The Aristotelian theory of logic had remained dominant until the mid 19th century, followed by approximately one hundred years of research that led to the conception of "modern logic". During that transformation time, G.E. Moore and B. Russel had put effort in formalising logic by referring to "common sense" [2][3], then they started adding bounds and discussing the "set theory" as the foundations for mathematics. During early twentieth century, the bounds became narrower following the realisation of the "paradoxes of logic" and the work of B. Russel on "Types theory". These led to the establishment of "First-Order Logic (FOL)", otherwise called the "modern logic", which had not happened before the mid 20th century [4].
2. The road towards modern logic
During the second half of the 19th century, logic was studied within the framework of the classical philosophy, as well as in relation with the science of mathematics; algebra, axiomatics and analysis. Since the late 19th century the theory of logic started becoming a blend of the propositional and predicate logic (http://www.iep.utm.edu/prop-log/) on one hand and the theory of sets and relations on the other hand. At that time, “thinking” was considered the ability of mind to relate between “things”, i.e., derive conclusions about properties of certain things based on knowledge about properties of other things. This process of “thinking”, performed by the mind, is essentially a mapping between pre-stored knowledge about things. Based on this understanding, B. Russell [5] formed the “symbolic logic” within the areas of “calculus of propositions”, “calculus of classes” and “calculus of relations”. B. Russel, together with Peano and Frege agreed in their separate works that mathematics were actually “symbolic logic”, i.e., the symbols are used to help expressing logical propositions and relations between things.

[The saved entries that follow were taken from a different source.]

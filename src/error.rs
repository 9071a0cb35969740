/// Lexical errors.
///
/// Defines the errors raised while turning source text into tokens:
/// unrecognized characters, unterminated strings and comments, and literals
/// outside the grammar.
pub mod lex_error;
/// Parsing errors.
///
/// Defines all error types that can occur while building the AST, including
/// lexical errors surfaced through the parser's on-demand token reads.
pub mod parse_error;
/// Runtime errors.
///
/// Contains all error types that can be raised during evaluation and execution.
/// Runtime errors include things like division by zero, integer overflow, or
/// failed numeric conversions.
pub mod runtime_error;
/// Semantic analysis errors.
///
/// Declaration errors (undefined or duplicate names) and type errors
/// (mismatched declarations and operands) found before the program runs.
pub mod semantic_error;

pub use lex_error::{LexErrorKind, LexicalError};
pub use parse_error::ParseError;
pub use runtime_error::RuntimeError;
pub use semantic_error::SemanticError;

/// The error category of a failed pipeline run.
#[derive(Debug, Copy, Clone, PartialEq, Eq)]
pub enum ErrorKind {
    /// The source text could not be tokenized.
    Lexical,
    /// The token stream does not match the grammar.
    Syntax,
    /// A name is undefined or declared twice.
    Declaration,
    /// A value does not fit the required type.
    Type,
    /// Division by zero, overflow or lossy promotion.
    Arithmetic,
    /// An unbound name at evaluation time.
    Name,
    /// Program output could not be written.
    Output,
}

/// Any error produced by the pipeline.
///
/// Each stage returns its own error type; this enum wraps them so `?` can
/// compose the stages, and [`Error::kind`] lets callers branch on the
/// category. Lexical errors arrive inside [`ParseError::Lexical`], because
/// the parser drives the lexer.
#[derive(Debug, thiserror::Error)]
pub enum Error {
    /// Parsing failed.
    #[error(transparent)]
    Parse(#[from] ParseError),
    /// Semantic analysis failed.
    #[error(transparent)]
    Semantic(#[from] SemanticError),
    /// Evaluation failed.
    #[error(transparent)]
    Runtime(#[from] RuntimeError),
}

impl Error {
    /// Returns the category of this error.
    ///
    /// # Example
    /// ```
    /// use quill::{error::ErrorKind, get_result};
    ///
    /// let err = get_result("a: int = \"text\";").unwrap_err();
    /// assert_eq!(err.kind(), ErrorKind::Type);
    /// ```
    #[must_use]
    pub const fn kind(&self) -> ErrorKind {
        match self {
            Self::Parse(ParseError::Lexical(_)) => ErrorKind::Lexical,
            Self::Parse(_) => ErrorKind::Syntax,
            Self::Semantic(e) => {
                if e.is_declaration_error() {
                    ErrorKind::Declaration
                } else {
                    ErrorKind::Type
                }
            },
            Self::Runtime(e) => match e {
                RuntimeError::DivisionByZero { .. }
                | RuntimeError::Overflow { .. }
                | RuntimeError::PrecisionLoss { .. } => ErrorKind::Arithmetic,
                RuntimeError::UnboundName { .. } => ErrorKind::Name,
                RuntimeError::ExpectedNumber { .. }
                | RuntimeError::Incomparable { .. }
                | RuntimeError::ExpectedBoolean { .. } => ErrorKind::Type,
                RuntimeError::Output(_) => ErrorKind::Output,
            },
        }
    }
}
use std::{fs, path::Path};

use quill::{
    check,
    error::{Error, ErrorKind, ParseError},
    get_result,
    interpreter::{
        analyzer::core::analyze,
        evaluator::core::Context,
        parser::core::MAX_NESTING,
        symbol_table::{ScopeId, Symbol},
        value::core::Value,
    },
    parse, run,
};
use walkdir::WalkDir;

#[test]
fn script_examples_work() {
    let root = Path::new(env!("CARGO_MANIFEST_DIR")).join("tests/scripts");
    let mut count = 0;

    for entry in
        WalkDir::new(&root).into_iter()
                           .filter_map(Result::ok)
                           .filter(|e| e.path().extension().is_some_and(|ext| ext == "ql"))
    {
        let path = entry.path();
        let source =
            fs::read_to_string(path).unwrap_or_else(|e| panic!("Failed to read {path:?}: {e}"));
        let expected_path = path.with_extension("out");
        let expected = fs::read_to_string(&expected_path).unwrap_or_else(|e| {
                                                             panic!("Failed to read {expected_path:?}: {e}")
                                                         });

        count += 1;
        match get_result(&source) {
            Ok(output) => assert_eq!(output, expected, "Output of {path:?} differs"),
            Err(e) => panic!("Script {path:?} failed:\n{source}\nError: {e}"),
        }
    }

    assert!(count > 0, "No scripts found in {root:?}");
}

fn assert_output(src: &str, expected: &str) {
    match get_result(src) {
        Ok(output) => assert_eq!(output, expected, "Unexpected output for:\n{src}"),
        Err(e) => panic!("Expected success but got error for:\n{src}\nError: {e}"),
    }
}

fn assert_failure(src: &str, kind: ErrorKind) {
    match get_result(src) {
        Ok(output) => panic!("Expected failure but got success for:\n{src}\nOutput: {output}"),
        Err(e) => assert_eq!(e.kind(), kind, "Wrong error category for:\n{src}\nError: {e}"),
    }
}

#[test]
fn arithmetic_precedence() {
    assert_output("print(2 + 3 * 4)", "14\n");
    assert_output("print((2 + 3) * 4)", "20\n");
    assert_output("print(2 * 3 + 4)", "10\n");
    assert_output("print(-(2 + 3) * 2)", "-10\n");
}

#[test]
fn arithmetic_is_left_associative() {
    assert_output("print(10 - 4 - 3)", "3\n");
    assert_output("print(8 / 2 / 2)", "2.0\n");
}

#[test]
fn division_always_yields_float() {
    assert_output("print(4 / 2)", "2.0\n");
    assert_output("a: float = 1 / 4; print(a)", "0.25\n");
    assert_failure("a: int = 4 / 2;", ErrorKind::Type);
}

#[test]
fn mixed_arithmetic_promotes() {
    assert_output("h: float = 1 / 2; print(h + 1)", "1.5\n");
    assert_output("h: float = 1 / 2; print(3 * h)", "1.5\n");
    assert_failure("h: float = 1 / 2; i: int = h + 1;", ErrorKind::Type);
}

#[test]
fn duplicate_declaration_is_rejected() {
    assert_failure("a: int = 1; a: int = 2;", ErrorKind::Declaration);
    assert_failure("a: int = 1; a: str = \"again\";", ErrorKind::Declaration);
}

#[test]
fn undeclared_names_are_rejected() {
    assert_failure("print(b)", ErrorKind::Declaration);
    assert_failure("b = 1", ErrorKind::Declaration);
    assert_failure("a: int = b + 1;", ErrorKind::Declaration);
}

#[test]
fn declared_type_must_match() {
    assert_failure("a: int = \"text\";", ErrorKind::Type);
    assert_failure("a: bool = 1;", ErrorKind::Type);
    assert_failure("a: str = True;", ErrorKind::Type);
    assert_output("a: bool = True; print(a)", "True\n");
}

#[test]
fn reassignment_keeps_the_declared_type() {
    assert_output("a: int = 1; a = a + 1; print(a)", "2\n");
    assert_output("s: str = \"one\"; s = \"two\"; print(s)", "two\n");
    assert_failure("a: int = 1; a = True", ErrorKind::Type);
    assert_failure("a: int = 1; a = 3 / 1", ErrorKind::Type);
}

#[test]
fn operands_must_have_compatible_types() {
    assert_failure("a: str = \"x\"; b: int = a + 1;", ErrorKind::Type);
    assert_failure("a: bool = True; b: int = -a;", ErrorKind::Type);
    assert_failure("s: str = \"a\"; if (s > 1) { print(s) }", ErrorKind::Type);
    assert_failure("t: bool = True; if (1 < t) { print(t) }", ErrorKind::Type);
}

#[test]
fn if_else_runs_one_branch() {
    assert_output("if (1 > 2) { print(\"a\") } else { print(\"b\") }", "b\n");
    assert_output("if (2 > 1) { print(\"a\") } else { print(\"b\") }", "a\n");
    assert_output("if (False) { print(\"a\") }", "");
    assert_output("if (True) { print(\"a\") }", "a\n");
}

#[test]
fn comparisons() {
    assert_output("h: float = 1 / 2; if (h < 1) { print(\"lt\") }", "lt\n");
    assert_output("if (3 > 3) { print(\"gt\") } else { print(\"not gt\") }", "not gt\n");
    assert_output("t: bool = True; if (False < t) { print(\"ordered\") }", "ordered\n");
}

#[test]
fn if_bodies_open_their_own_scope() {
    assert_output("a: int = 1; if (a < 2) { a = a + 1 } print(a)", "2\n");
    assert_output("a: int = 1; if (True) { a: str = \"inner\"; print(a) } print(a)",
                  "inner\n1\n");
    assert_output("a: int = 1; if (False) {} else { a: int = 2; a = a + 1; print(a) } print(a)",
                  "3\n1\n");
    assert_failure("if (True) { inner: int = 5 } print(inner)", ErrorKind::Declaration);
    assert_failure("if (True) { x: int = 1; x: int = 2 }", ErrorKind::Declaration);
}

#[test]
fn branch_declarations_do_not_leak() {
    let source = "if (False) { x: int = 1 } print(x)";
    assert_eq!(check(source).unwrap_err().kind(), ErrorKind::Declaration);
    assert_failure(source, ErrorKind::Declaration);
}

#[test]
fn both_branches_may_declare_the_same_name() {
    assert_output("if (True) { x: int = 1 } else { x: int = 2 }", "");
    assert_output("if (False) { x: int = 1; print(x) } else { x: str = \"two\"; print(x) }",
                  "two\n");
    assert_output("if (True) { if (True) { x: int = 1; print(x) } x: int = 2; print(x) }",
                  "1\n2\n");
}

#[test]
fn brace_terminated_statements_need_no_separator() {
    assert_output("if (True) { print(1) }", "1\n");
    assert_output("func f(x: int) { print(x) }", "");
    assert_output("if (True) { print(1) } print(2)", "1\n2\n");
    assert_output("func f() {} print(2);", "2\n");
}

#[test]
fn missing_separator_is_a_syntax_error() {
    assert_failure("a: int = 1 print(a)", ErrorKind::Syntax);
    assert!(matches!(parse("print(1) print(2)"),
                     Err(ParseError::MissingSeparator { line: 1, .. })));
}

#[test]
fn syntax_errors() {
    assert_failure("print(1", ErrorKind::Syntax);
    assert_failure("a int = 1", ErrorKind::Syntax);
    assert_failure("if (1) { print(1) }", ErrorKind::Syntax);
    assert_failure("if (True) print(1)", ErrorKind::Syntax);
    assert_failure("a: int = (1 + 2;", ErrorKind::Syntax);
    assert_failure("a: int = 1 +;", ErrorKind::Syntax);
    assert_failure("func (a: int) {}", ErrorKind::Syntax);
    assert_failure("}", ErrorKind::Syntax);
}

#[test]
fn deep_nesting_is_a_syntax_error() {
    let negations = format!("print({}1)", "-".repeat(200_000));
    assert_failure(&negations, ErrorKind::Syntax);
    assert!(matches!(parse(&negations),
                     Err(ParseError::NestingTooDeep { limit: MAX_NESTING,
                                                      line:  1, })));

    let parens = format!("print({}1{})", "(".repeat(100_000), ")".repeat(100_000));
    assert_failure(&parens, ErrorKind::Syntax);

    let blocks = format!("{}{}", "if (True) {".repeat(10_000), "}".repeat(10_000));
    assert_failure(&blocks, ErrorKind::Syntax);
}

#[test]
fn moderate_nesting_parses() {
    assert_output(&format!("print({}1)", "- ".repeat(64)), "1\n");
    assert_output(&format!("print({}7{})", "(".repeat(64), ")".repeat(64)), "7\n");
    assert_output(&format!("{}print(1){}", "if (True) {".repeat(32), "}".repeat(32)),
                  "1\n");
}

#[test]
fn empty_statements_are_allowed() {
    assert_output("", "");
    assert_output(";;print(1);;", "1\n");
    assert_output("if (True) {} else {}", "");
}

#[test]
fn comments_are_skipped() {
    assert_output("/* hello\n world */ print(1) /* trailing */", "1\n");
    assert_output("print(2 /* inline */ * 3)", "6\n");
}

#[test]
fn lexical_errors_surface_through_the_pipeline() {
    assert_failure("a: float = 1.5;", ErrorKind::Lexical);
    assert_failure("print(\"abc", ErrorKind::Lexical);
    assert_failure("print(1) /* never closed", ErrorKind::Lexical);
    assert_failure("a: int = 1 $ 2;", ErrorKind::Lexical);
    assert_failure("a: int = 99999999999999999999;", ErrorKind::Lexical);

    let err = check("a: int = 1 $ 2;").unwrap_err();
    assert!(matches!(&err, Error::Parse(ParseError::Lexical(lexical)) if lexical.fragment == "$"),
            "{err:?}");
    assert_eq!(err.kind(), ErrorKind::Lexical);
    assert_eq!(err.to_string(),
               "Error on line 1: LexicalError: unrecognized character: '$'.");
}

#[test]
fn arithmetic_errors() {
    assert_failure("a: int = 0; print(1 / a)", ErrorKind::Arithmetic);
    assert_failure("a: int = 9223372036854775807; b: int = a + 1;", ErrorKind::Arithmetic);
    assert_failure("a: int = 0 - 9223372036854775807 - 1; b: int = -a;", ErrorKind::Arithmetic);
    assert_failure("a: int = 9007199254740993; b: float = a / 1;", ErrorKind::Arithmetic);
}

#[test]
fn functions_are_declared_not_run() {
    assert_output("func f() { print(1) } print(2)", "2\n");
    assert_failure("func f() { print(missing) }", ErrorKind::Declaration);
    assert_failure("func f(a: int) { b: str = a }", ErrorKind::Type);
}

#[test]
fn function_scopes() {
    // Shadowing an outer name inside a body is fine.
    assert_output("x: int = 1; func f(y: int) { x: str = \"inner\"; print(x) } print(x)",
                  "1\n");
    // Outer names are visible inside a body.
    assert_output("a: int = 1; func f() { b: int = a + 1 }", "");
    // Parameters are not visible outside.
    assert_failure("func f(p: int) {} print(p)", ErrorKind::Declaration);
    assert_failure("func f(a: int, a: int) {}", ErrorKind::Declaration);
    assert_failure("func f(a: int) { a: int = 2 }", ErrorKind::Declaration);
    assert_failure("func f() {} func f() {}", ErrorKind::Declaration);
}

#[test]
fn function_names_are_not_values() {
    assert_failure("func f() {} a: int = f;", ErrorKind::Type);
    assert_failure("func f() {} f = 1", ErrorKind::Type);
}

#[test]
fn errors_report_their_line() {
    let err = get_result("a: int = 1;\nprint(b)").unwrap_err();
    assert_eq!(err.to_string(),
               "Error on line 2: DeclarationError: Variable not defined: 'b'.");

    let err = get_result("a: int = 1;\n\nb: int = \"x\";").unwrap_err();
    assert!(err.to_string().starts_with("Error on line 3: TypeError"), "{err}");
}

#[test]
fn nothing_runs_when_analysis_fails() {
    let mut out = Vec::new();
    let err = run("print(1); print(missing)", &mut out).unwrap_err();

    assert_eq!(err.kind(), ErrorKind::Declaration);
    assert!(out.is_empty());
}

#[test]
fn output_before_a_runtime_error_is_kept() {
    let mut out = Vec::new();
    let err = run("print(1); a: int = 0; print(1 / a)", &mut out).unwrap_err();

    assert_eq!(err.kind(), ErrorKind::Arithmetic);
    assert_eq!(out, b"1\n");
}

#[test]
fn function_scope_frames() {
    let program = parse("x: int = 1; func f(y: int) { print(x); print(y) }").unwrap();
    let scopes = analyze(&program).unwrap();

    let (scope, body) = match scopes.lookup_local(ScopeId::GLOBAL, "f") {
        Some(Symbol::Function(function)) => (function.scope, function.body),
        other => panic!("expected a function symbol, found {other:?}"),
    };

    let mut out = Vec::new();
    let mut context = Context::new(scopes, &mut out);
    context.run(&program).unwrap();

    context.enter_scope(scope);
    context.declare_variable("y", Value::Integer(5));
    context.run(body).unwrap();
    assert_eq!(context.get_variable("y", 1).unwrap(), &Value::Integer(5));

    context.leave_scope();
    assert_eq!(context.current_scope(), ScopeId::GLOBAL);
    assert!(context.get_variable("y", 1).is_err());
    assert_eq!(context.get_variable("x", 1).unwrap(), &Value::Integer(1));

    drop(context);
    assert_eq!(String::from_utf8(out).unwrap(), "1\n5\n");
}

More specifically, at the beginning of the 20th century, the work of Russell, Peano and Frege considered the logical systems within the bounds of the theory of sets. They had believed in the principle of “comprehension”, meaning that a thing/object could be fully described by certain attributes, properties, qualities, etc. However, later this theory faced certain contradictions (or paradoxes or antinomies), with the most significant being the “Russell’s paradox”, which was formulated in terms of notions of the set theory itself, i.e. the notion of negation and membership. The discovery of the paradoxes, led to the revision of the foundations of set-theory and its effect on logic and mathematics.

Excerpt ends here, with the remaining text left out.